Ownership in the Innovation Process
“Excuse me, is this yours?”
If someone asked members of your Innovation Team about “ownership” of a current initiative, would individuals reply, “Yes”?
Or would the people involved point to the team leader, the CEO or someone else – someone other than themselves? Would they reply, “No, that’s his”?
I spoke recently with a CEO of a consumer products company who expressed disappointment that an idea for an exciting new wrinkle in sunglasses technology had faltered. In doing so, others had beaten the company to market.
Why did this happen? The “Leader” admitted he’d failed to sell the idea. “Others just didn’t get it,” he said. “Their hearts weren’t in it. They were moving forward out of duty, not out of passion. And we dropped the ball.”
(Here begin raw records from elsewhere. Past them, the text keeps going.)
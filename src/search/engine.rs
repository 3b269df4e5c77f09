//! Exhaustive search over the subset lattice.

use super::config::SearchConfig;
use super::types::{OptimalSubset, RankedSubset, SizeBounds};
use crate::round::Item;
use crate::subset::{Subset, SubsetEnumerator, MAX_ITEMS, RECOMMENDED_MAX_ITEMS};
use crate::vector::{cosine_similarity_fixed, pairwise_mean};
use std::cmp::Reverse;
use std::ops::Range;

/// Pairwise cosines and values precomputed once per search.
///
/// Subset similarity is summed over member pairs in the same order as
/// [`average_pairwise_similarity`](crate::vector::average_pairwise_similarity),
/// so both paths produce bit-identical scores.
struct ScoreTable<'a> {
    items: &'a [Item],
    cosines: Vec<f64>,
}

impl<'a> ScoreTable<'a> {
    fn new(items: &'a [Item]) -> Self {
        let n = items.len();
        let mut cosines = vec![0.0; n * n];
        for i in 0..n {
            for j in (i + 1)..n {
                let s = cosine_similarity_fixed(&items[i].attributes, &items[j].attributes);
                cosines[i * n + j] = s;
                cosines[j * n + i] = s;
            }
        }
        Self { items, cosines }
    }

    fn value(&self, subset: &Subset<'_, Item>) -> u32 {
        subset.members().map(|item| item.value).sum()
    }

    fn similarity(&self, subset: &Subset<'_, Item>) -> f64 {
        let n = self.items.len();
        let mut idx = [0usize; MAX_ITEMS];
        let mut k = 0;
        for j in subset.indices() {
            idx[k] = j;
            k += 1;
        }
        pairwise_mean(k, |a, b| self.cosines[idx[a] * n + idx[b]])
    }
}

#[derive(Debug, Clone, Copy)]
struct Criteria {
    threshold: f64,
    bounds: Option<SizeBounds>,
}

#[derive(Debug, Clone, Copy)]
struct Candidate {
    mask: u64,
    value: u32,
    similarity: f64,
}

#[derive(Debug, Default)]
struct ScanOutcome {
    best: Option<Candidate>,
    evaluated: u64,
    valid: u64,
}

/// Replaces `best` only on a strictly greater value: first seen wins ties.
fn offer(best: &mut Option<Candidate>, candidate: Candidate) {
    match best {
        Some(b) if candidate.value <= b.value => {}
        _ => *best = Some(candidate),
    }
}

fn scan_range(table: &ScoreTable<'_>, range: Range<u64>, criteria: Criteria) -> ScanOutcome {
    let mut outcome = ScanOutcome::default();
    for subset in SubsetEnumerator::with_range(table.items, range) {
        if let Some(bounds) = criteria.bounds {
            if !bounds.contains(subset.len()) {
                continue;
            }
        }
        outcome.evaluated += 1;

        let similarity = table.similarity(&subset);
        if similarity >= criteria.threshold {
            outcome.valid += 1;
            offer(
                &mut outcome.best,
                Candidate {
                    mask: subset.mask(),
                    value: table.value(&subset),
                    similarity,
                },
            );
        }
    }
    outcome
}

/// Merges per-chunk outcomes. Winners are ordered by mask before folding
/// so the tie-break matches a sequential scan regardless of completion order.
fn combine(outcomes: Vec<ScanOutcome>) -> ScanOutcome {
    let mut merged = ScanOutcome::default();
    let mut winners = Vec::with_capacity(outcomes.len());
    for outcome in outcomes {
        merged.evaluated += outcome.evaluated;
        merged.valid += outcome.valid;
        winners.extend(outcome.best);
    }
    winners.sort_by_key(|c| c.mask);
    for candidate in winners {
        offer(&mut merged.best, candidate);
    }
    merged
}

fn chunk_ranges(full: Range<u64>, chunk_size: u64) -> Vec<Range<u64>> {
    let mut ranges = Vec::new();
    let mut start = full.start;
    while start < full.end {
        let end = start.saturating_add(chunk_size).min(full.end);
        ranges.push(start..end);
        start = end;
    }
    ranges
}

fn rank_range(
    table: &ScoreTable<'_>,
    range: Range<u64>,
    threshold: f64,
    min_size: usize,
) -> Vec<RankedSubset> {
    SubsetEnumerator::with_range(table.items, range)
        .filter(|subset| subset.len() >= min_size)
        .map(|subset| {
            let similarity = table.similarity(&subset);
            RankedSubset {
                mask: subset.mask(),
                names: subset.members().map(|item| item.name.clone()).collect(),
                value: table.value(&subset),
                similarity,
                valid: similarity >= threshold,
            }
        })
        .collect()
}

#[cfg(feature = "parallel")]
fn scan_all(
    table: &ScoreTable<'_>,
    full: Range<u64>,
    criteria: Criteria,
    config: &SearchConfig,
) -> ScanOutcome {
    use rayon::prelude::*;

    if !config.parallel {
        return scan_range(table, full, criteria);
    }
    let outcomes: Vec<ScanOutcome> = chunk_ranges(full, config.chunk_size)
        .into_par_iter()
        .map(|range| scan_range(table, range, criteria))
        .collect();
    combine(outcomes)
}

#[cfg(not(feature = "parallel"))]
fn scan_all(
    table: &ScoreTable<'_>,
    full: Range<u64>,
    criteria: Criteria,
    config: &SearchConfig,
) -> ScanOutcome {
    if !config.parallel {
        return scan_range(table, full, criteria);
    }
    tracing::debug!("`parallel` feature disabled; scanning chunks in order");
    let outcomes = chunk_ranges(full, config.chunk_size)
        .into_iter()
        .map(|range| scan_range(table, range, criteria))
        .collect();
    combine(outcomes)
}

#[cfg(feature = "parallel")]
fn rank_all(
    table: &ScoreTable<'_>,
    full: Range<u64>,
    threshold: f64,
    min_size: usize,
    config: &SearchConfig,
) -> Vec<RankedSubset> {
    use rayon::prelude::*;

    if !config.parallel {
        return rank_range(table, full, threshold, min_size);
    }
    let parts: Vec<Vec<RankedSubset>> = chunk_ranges(full, config.chunk_size)
        .into_par_iter()
        .map(|range| rank_range(table, range, threshold, min_size))
        .collect();
    parts.concat()
}

#[cfg(not(feature = "parallel"))]
fn rank_all(
    table: &ScoreTable<'_>,
    full: Range<u64>,
    threshold: f64,
    min_size: usize,
    _config: &SearchConfig,
) -> Vec<RankedSubset> {
    rank_range(table, full, threshold, min_size)
}

fn warn_if_large(n: usize) {
    if n > RECOMMENDED_MAX_ITEMS {
        tracing::warn!(
            items = n,
            recommended = RECOMMENDED_MAX_ITEMS,
            "exhaustive subset search over a large item set"
        );
    }
}

/// Exact, brute-force subset optimizer.
///
/// Every operation is pure and total: identical inputs give identical
/// outputs, and infeasibility is a result, not a fault.
///
/// # Usage
///
/// ```
/// use u_knapsack::round::Item;
/// use u_knapsack::search::{OptimizationEngine, SizeBounds};
///
/// let items = vec![
///     Item::new("a", "A", 10, [1.0, 0.0, 0.0, 0.0, 0.0]),
///     Item::new("b", "B", 20, [1.0, 0.0, 0.0, 0.0, 0.0]),
///     Item::new("c", "C", 5, [0.0, 1.0, 0.0, 0.0, 0.0]),
/// ];
/// let best = OptimizationEngine::find_optimal_subset(&items, 0.9, Some(SizeBounds::new(2, 3)));
/// assert_eq!(best.ids(), vec!["a", "b"]);
/// assert_eq!(best.value, 30);
/// ```
pub struct OptimizationEngine;

impl OptimizationEngine {
    /// Finds the maximum-value subset whose size lies within `size_bounds`
    /// (any non-empty size when `None`) and whose similarity is at least
    /// `threshold`. Ties go to the lowest mask.
    ///
    /// Returns [`OptimalSubset::empty`] when nothing qualifies.
    ///
    /// # Panics
    /// Panics if `items.len()` exceeds [`MAX_ITEMS`].
    pub fn find_optimal_subset(
        items: &[Item],
        threshold: f64,
        size_bounds: Option<SizeBounds>,
    ) -> OptimalSubset {
        let config = SearchConfig::default().with_optional_size_bounds(size_bounds);
        Self::search(items, threshold, &config)
    }

    /// [`find_optimal_subset`](Self::find_optimal_subset) with full configuration.
    ///
    /// # Panics
    /// Panics if the configuration is invalid (call [`SearchConfig::validate`]
    /// first to get a descriptive error) or `items.len()` exceeds [`MAX_ITEMS`].
    pub fn search(items: &[Item], threshold: f64, config: &SearchConfig) -> OptimalSubset {
        config.validate().expect("invalid SearchConfig");
        warn_if_large(items.len());

        let table = ScoreTable::new(items);
        let full = SubsetEnumerator::<Item>::full_range(items.len());
        let criteria = Criteria {
            threshold,
            bounds: config.size_bounds,
        };
        let outcome = scan_all(&table, full, criteria, config);

        tracing::debug!(
            items = items.len(),
            threshold,
            evaluated = outcome.evaluated,
            valid = outcome.valid,
            best_value = outcome.best.map(|c| c.value),
            "subset search finished"
        );

        match outcome.best {
            Some(c) => OptimalSubset {
                items: Subset::from_mask(items, c.mask)
                    .members()
                    .cloned()
                    .collect(),
                mask: c.mask,
                value: c.value,
                similarity: c.similarity,
            },
            None => OptimalSubset::empty(),
        }
    }

    /// Scores every subset with at least `min_size` members, sorted by value
    /// descending. Equal values keep enumeration order.
    ///
    /// # Panics
    /// Panics if `items.len()` exceeds [`MAX_ITEMS`].
    pub fn rank_all_subsets(items: &[Item], threshold: f64, min_size: usize) -> Vec<RankedSubset> {
        Self::rank_with(items, threshold, min_size, &SearchConfig::default())
    }

    /// [`rank_all_subsets`](Self::rank_all_subsets) with full configuration.
    /// `config.size_bounds` is ignored.
    ///
    /// # Panics
    /// Panics if the configuration is invalid or `items.len()` exceeds [`MAX_ITEMS`].
    pub fn rank_with(
        items: &[Item],
        threshold: f64,
        min_size: usize,
        config: &SearchConfig,
    ) -> Vec<RankedSubset> {
        config.validate().expect("invalid SearchConfig");
        warn_if_large(items.len());

        let table = ScoreTable::new(items);
        let full = SubsetEnumerator::<Item>::full_range(items.len());
        let mut ranked = rank_all(&table, full, threshold, min_size, config);
        ranked.sort_by_key(|r| Reverse(r.value));
        ranked
    }
}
In the world of Innovation, it’s the Chief Innovation Officer’s job to marshal forces, to empower, to inspire, and to transform team members into stakeholders of the process or project. In short, it’s to create and encourage a spirit of Ownership.
As one of the 10 key Innovation Imperatives “Ownership” ranks up there in importance with Ideation, Risk, Results, Idea Management and all the others.
Ownership = Accountability = Foundation of Innovation
Put as a business equation, Ownership Equals Accountability Equals the Foundation of Innovation. Without accountability, ideas stall. Progress dies on the vine of best intentions. Any real chance at success is lost.
Without ownership, positive results are almost impossible to achieve. A team member cannot point to the Chief Innovation Officer or team leader as a project’s or initiative’s owner. Every participant along the innovation process’s chain must embrace accountability as a champion of the idea, the development process, the success – and the failure – that may come in tow.
To be sure, Champions at the highest level – like a CIO – have the authority and (and should have the passion) to garner organizational respect needed to push Innovation from the idea stage to development and ultimately to fruition. Champions build consensus, convince others to take calculated risks and to work outside their comfort zone.
But Ownership must extend beyond one single Champion. To be sure, a champion at the highest level ultimately drives projects forward. But “ownership” must be claimed by all involved, encouraged by the senior project manager, but wholeheartedly embraced across the organization.
How will you know a project has been welcomed into the hearts of its team? Ask one question:
“Excuse me, is this yours?”
The response will give you your answer.